Votre phrase « je crache sur l’Etat-monde », me rappelle, pour sa véhémence, Toni Negri dénigrant « cette merde d’Etat-Nation ». Personnellement, je suis aussi libertarien qu’il est donné à un Français de l’être, et peut-être même davantage ! L’idée d’Etat ultra-minimal selon Robert Nozick me fascine et au fond j’y souscris. Rien ne m’est plus étranger que les idéaux planétaires et planants où Attali se complait. Mais…. Comment passer le cap du clash des civilisations (dont nous entendons les bruits d’embâcle inquiétants) pour parvenir à une division plus intéressante de la société humaine, une division plus compatible avec celle de nos grandes passions irréductibles ? Comment dépasser le paradoxe selon lequel la paix (c'est-à-dire le contraire de l’hiver nucléaire) ne peut être acquise que par l’hégémonie impériale d’une superpuissance, évidemment tentée (comme Athènes, puis Rome, plus tard Paris, Moscou ou Londres) de s’asseoir sur la tête de ses sujets, et de vivre confortablement à leurs dépends, ce qui prépare immanquablement leur révolte et la destruction de cet ordre injuste ?
Franchement, je ne vois qu’une solution, déjà bien avancée d’ailleurs (car nous y sommes sur bien des points) : un « Etat » multinational et multiculturel, une abdication réciproque d’une part des grandes souverainetés, apte à interdire la furie de s’emparer d’un nombre assez grand pour déclencher l’irréparable. De toute façon, la règle régissant la société-monde ne pourra jamais relever d’une souveraineté républicaine à la Rousseau, sauf peut-être de manière partielle pour le désarmement d’une part, et d’autre part pour la nature comme bien commun de l’humanité. Ensuite, cet « Etat » (au sens où Kant parlait de Rechtlicher Zustand) est immédiatement appelé à dépérir, ou à être démonté comme un échaffaudage, dès lors que de nouveau principes d’équilibre entre autonomies pourraient être découverts ensemble. La chose la plus intéressante est ce qui vient après ce passage « étatique »…

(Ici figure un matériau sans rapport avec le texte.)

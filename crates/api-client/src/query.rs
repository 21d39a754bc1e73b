// In crates/api-client/src/query.rs

//! Maps caller-facing symbols, timeframes and intervals onto the codes the
//! chart endpoint understands.

use std::fmt;

use core_types::{Interval, Timeframe};

/// Bare crypto tickers quoted against the dollar.
const CRYPTO_TICKERS: [&str; 5] = ["BTC", "ETH", "DOGE", "XRP", "SOL"];

/// Interval codes accepted by the provider.
#[derive(Debug, Clone, Copy, PartialEq, Eq, Hash)]
pub enum ProviderInterval {
    OneMinute,
    TwoMinutes,
    FiveMinutes,
    FifteenMinutes,
    ThirtyMinutes,
    SixtyMinutes,
    NinetyMinutes,
    OneHour,
    OneDay,
    OneWeek,
    OneMonth,
}

impl ProviderInterval {
    pub fn code(&self) -> &'static str {
        match self {
            ProviderInterval::OneMinute => "1m",
            ProviderInterval::TwoMinutes => "2m",
            ProviderInterval::FiveMinutes => "5m",
            ProviderInterval::FifteenMinutes => "15m",
            ProviderInterval::ThirtyMinutes => "30m",
            ProviderInterval::SixtyMinutes => "60m",
            ProviderInterval::NinetyMinutes => "90m",
            ProviderInterval::OneHour => "1h",
            ProviderInterval::OneDay => "1d",
            ProviderInterval::OneWeek => "1wk",
            ProviderInterval::OneMonth => "1mo",
        }
    }

    /// Sub-daily bars, which the provider only keeps for a limited window.
    pub fn is_intraday(&self) -> bool {
        !matches!(
            self,
            ProviderInterval::OneDay | ProviderInterval::OneWeek | ProviderInterval::OneMonth
        )
    }
}

impl From<Interval> for ProviderInterval {
    fn from(interval: Interval) -> Self {
        match interval {
            Interval::Minute => ProviderInterval::OneMinute,
            Interval::FiveMinutes => ProviderInterval::FiveMinutes,
            Interval::FifteenMinutes => ProviderInterval::FifteenMinutes,
            Interval::ThirtyMinutes => ProviderInterval::ThirtyMinutes,
            Interval::Hour => ProviderInterval::OneHour,
            Interval::Day => ProviderInterval::OneDay,
            Interval::Week => ProviderInterval::OneWeek,
            Interval::Month => ProviderInterval::OneMonth,
        }
    }
}

impl fmt::Display for ProviderInterval {
    fn fmt(&self, f: &mut fmt::Formatter<'_>) -> fmt::Result {
        f.write_str(self.code())
    }
}

/// History range codes accepted by the provider.
#[derive(Debug, Clone, Copy, PartialEq, Eq, Hash)]
pub enum Period {
    OneMonth,
    ThreeMonths,
    SixMonths,
    OneYear,
    TwoYears,
    FiveYears,
}

impl Period {
    pub fn code(&self) -> &'static str {
        match self {
            Period::OneMonth => "1mo",
            Period::ThreeMonths => "3mo",
            Period::SixMonths => "6mo",
            Period::OneYear => "1y",
            Period::TwoYears => "2y",
            Period::FiveYears => "5y",
        }
    }
}

impl From<Timeframe> for Period {
    fn from(timeframe: Timeframe) -> Self {
        match timeframe {
            Timeframe::OneMonth => Period::OneMonth,
            Timeframe::ThreeMonths => Period::ThreeMonths,
            Timeframe::SixMonths => Period::SixMonths,
            Timeframe::OneYear => Period::OneYear,
            Timeframe::TwoYears => Period::TwoYears,
            Timeframe::FiveYears => Period::FiveYears,
        }
    }
}

impl fmt::Display for Period {
    fn fmt(&self, f: &mut fmt::Formatter<'_>) -> fmt::Result {
        f.write_str(self.code())
    }
}

/// One request as sent to the provider.
#[derive(Debug, Clone, PartialEq, Eq)]
pub struct ProviderQuery {
    pub symbol: String,
    pub period: Period,
    pub interval: ProviderInterval,
}

/// A caller request after symbol, period and interval resolution.
#[derive(Debug, Clone, PartialEq, Eq)]
pub struct ResolvedQuery {
    pub symbol: String,
    /// The period actually requested, after intraday capping.
    pub period: Period,
    /// The period the timeframe maps to before capping.
    pub requested_period: Period,
    pub interval: ProviderInterval,
}

impl ResolvedQuery {
    pub fn primary(&self) -> ProviderQuery {
        ProviderQuery {
            symbol: self.symbol.clone(),
            period: self.period,
            interval: self.interval,
        }
    }

    /// Daily bars over the uncapped period.
    pub fn fallback(&self) -> ProviderQuery {
        ProviderQuery {
            symbol: self.symbol.clone(),
            period: self.requested_period,
            interval: ProviderInterval::OneDay,
        }
    }
}

/// Turns a bare crypto ticker or a well-known company name into a provider
/// ticker. Anything else passes through untouched.
pub fn resolve_symbol(raw: &str) -> String {
    let upper = raw.to_uppercase();

    if CRYPTO_TICKERS.contains(&upper.as_str()) {
        return format!("{upper}-USD");
    }

    let ticker = match upper.as_str() {
        "NVIDIA" => "NVDA",
        "MICROSOFT" => "MSFT",
        "APPLE" => "AAPL",
        "GOOGLE" => "GOOGL",
        "AMAZON" => "AMZN",
        "TESLA" => "TSLA",
        "META" => "META",
        "NETFLIX" => "NFLX",
        _ => return raw.to_string(),
    };
    ticker.to_string()
}

/// Unknown interval names fall back to hourly bars.
pub fn resolve_interval(raw: &str) -> ProviderInterval {
    raw.parse::<Interval>()
        .map(ProviderInterval::from)
        .unwrap_or(ProviderInterval::OneHour)
}

/// Unknown timeframes fall back to one year.
pub fn resolve_period(raw: &str) -> Period {
    raw.parse::<Timeframe>()
        .map(Period::from)
        .unwrap_or(Period::OneYear)
}

/// Resolves a caller request into provider codes.
///
/// Intraday intervals are limited to a one-month range unless the caller
/// already asked for exactly one month.
pub fn resolve(symbol: &str, timeframe: &str, interval: &str) -> ResolvedQuery {
    let interval = resolve_interval(interval);
    let requested_period = resolve_period(timeframe);

    let period = if interval.is_intraday() && timeframe != Timeframe::OneMonth.as_str() {
        tracing::info!(
            interval = %interval,
            requested = %requested_period,
            "Adjusting period to '1mo' for intraday interval."
        );
        Period::OneMonth
    } else {
        requested_period
    };

    ResolvedQuery {
        symbol: resolve_symbol(symbol),
        period,
        requested_period,
        interval,
    }
}

#[cfg(test)]
mod tests {
    use super::*;

    #[test]
    fn crypto_tickers_are_quoted_in_usd() {
        for ticker in CRYPTO_TICKERS {
            assert_eq!(resolve_symbol(ticker), format!("{ticker}-USD"));
            assert_eq!(resolve_symbol(&ticker.to_lowercase()), format!("{ticker}-USD"));
        }
    }

    #[test]
    fn company_names_map_to_tickers() {
        assert_eq!(resolve_symbol("nvidia"), "NVDA");
        assert_eq!(resolve_symbol("Microsoft"), "MSFT");
        assert_eq!(resolve_symbol("GOOGLE"), "GOOGL");
        assert_eq!(resolve_symbol("tesla"), "TSLA");
        assert_eq!(resolve_symbol("meta"), "META");
    }

    #[test]
    fn other_symbols_pass_through() {
        assert_eq!(resolve_symbol("IBM"), "IBM");
        assert_eq!(resolve_symbol("eurusd=x"), "eurusd=x");
        assert_eq!(resolve_symbol("BTC-USD"), "BTC-USD");
    }

    #[test]
    fn interval_table() {
        let expected = [
            ("minute", "1m"),
            ("5min", "5m"),
            ("15min", "15m"),
            ("30min", "30m"),
            ("hour", "1h"),
            ("day", "1d"),
            ("week", "1wk"),
            ("month", "1mo"),
            ("fortnight", "1h"),
        ];
        for (name, code) in expected {
            assert_eq!(resolve_interval(name).code(), code, "interval {name}");
        }
    }

    #[test]
    fn period_table() {
        let expected = [
            ("1M", "1mo"),
            ("3M", "3mo"),
            ("6M", "6mo"),
            ("1Y", "1y"),
            ("2Y", "2y"),
            ("5Y", "5y"),
            ("10Y", "1y"),
        ];
        for (timeframe, code) in expected {
            assert_eq!(resolve_period(timeframe).code(), code, "timeframe {timeframe}");
        }
    }

    #[test]
    fn intraday_requests_are_capped_to_one_month() {
        let query = resolve("AAPL", "1Y", "hour");
        assert_eq!(query.period, Period::OneMonth);
        assert_eq!(query.requested_period, Period::OneYear);
        assert_eq!(query.interval.code(), "1h");

        let query = resolve("AAPL", "5Y", "15min");
        assert_eq!(query.period, Period::OneMonth);

        // Unknown timeframes are not "1M" either.
        let query = resolve("AAPL", "forever", "minute");
        assert_eq!(query.period, Period::OneMonth);
        assert_eq!(query.requested_period, Period::OneYear);
    }

    #[test]
    fn one_month_intraday_is_left_alone() {
        let query = resolve("AAPL", "1M", "minute");
        assert_eq!(query.period, Period::OneMonth);
        assert_eq!(query.interval, ProviderInterval::OneMinute);
    }

    #[test]
    fn daily_and_longer_keep_requested_period() {
        assert_eq!(resolve("AAPL", "5Y", "day").period, Period::FiveYears);
        assert_eq!(resolve("AAPL", "2Y", "week").period, Period::TwoYears);
        assert_eq!(resolve("AAPL", "6M", "month").period, Period::SixMonths);
    }

    #[test]
    fn fallback_uses_daily_bars_and_uncapped_period() {
        let query = resolve("eth", "3M", "30min");
        assert_eq!(query.symbol, "ETH-USD");
        assert_eq!(
            query.primary(),
            ProviderQuery {
                symbol: "ETH-USD".to_string(),
                period: Period::OneMonth,
                interval: ProviderInterval::ThirtyMinutes,
            }
        );
        assert_eq!(
            query.fallback(),
            ProviderQuery {
                symbol: "ETH-USD".to_string(),
                period: Period::ThreeMonths,
                interval: ProviderInterval::OneDay,
            }
        );
    }

    #[test]
    fn intraday_codes() {
        for interval in [
            ProviderInterval::OneMinute,
            ProviderInterval::TwoMinutes,
            ProviderInterval::SixtyMinutes,
            ProviderInterval::NinetyMinutes,
            ProviderInterval::OneHour,
        ] {
            assert!(interval.is_intraday(), "{interval}");
        }
        assert!(!ProviderInterval::OneDay.is_intraday());
        assert!(!ProviderInterval::OneWeek.is_intraday());
        assert!(!ProviderInterval::OneMonth.is_intraday());
    }
}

Et puisque vous revenez souvent sur le Père Noël, je crois qu’il a depuis longtemps été castré par la théorie hellenico-judéenne qu’on appelle le christianisme et dont Freud remarquait que c’était la façon occidentale de produire de l’égalité père-fils, notamment en faisant connaître au père l’expérience de la mort via celle de son fils. Dieu n’a donc pas attendu Nietzsche pour éprouver la mort et cela fait au moins 2000 ans que nous avons des difficultés à avaler que nous sommes tous des assassins du fait même de notre démocratisme. Et votre divan est sans doute bien placé pour entendre, aussi confortablement sourd qu’il soit, la récusation acharnée de cette culpabilité et son imputation à l’autre… Que, dans le sociétal occidental, cette récusation plus ou moins parano, finisse toujours par tomber sur le juif (le père Noël originel ou son double) n’est pas étonnant, et je m’étonne qu’Onfray ne soit pas encore parvenu à cette « évidence », bien que son choix de Freud en tête de turc n’en soit probablement pas très éloigné. Il lui reste sans doute un reste de défense psychique, de prudence et de retenue qui lui évite les coming out à la Dieudonné, Meyssan, Millet, Renaud Camus, etc.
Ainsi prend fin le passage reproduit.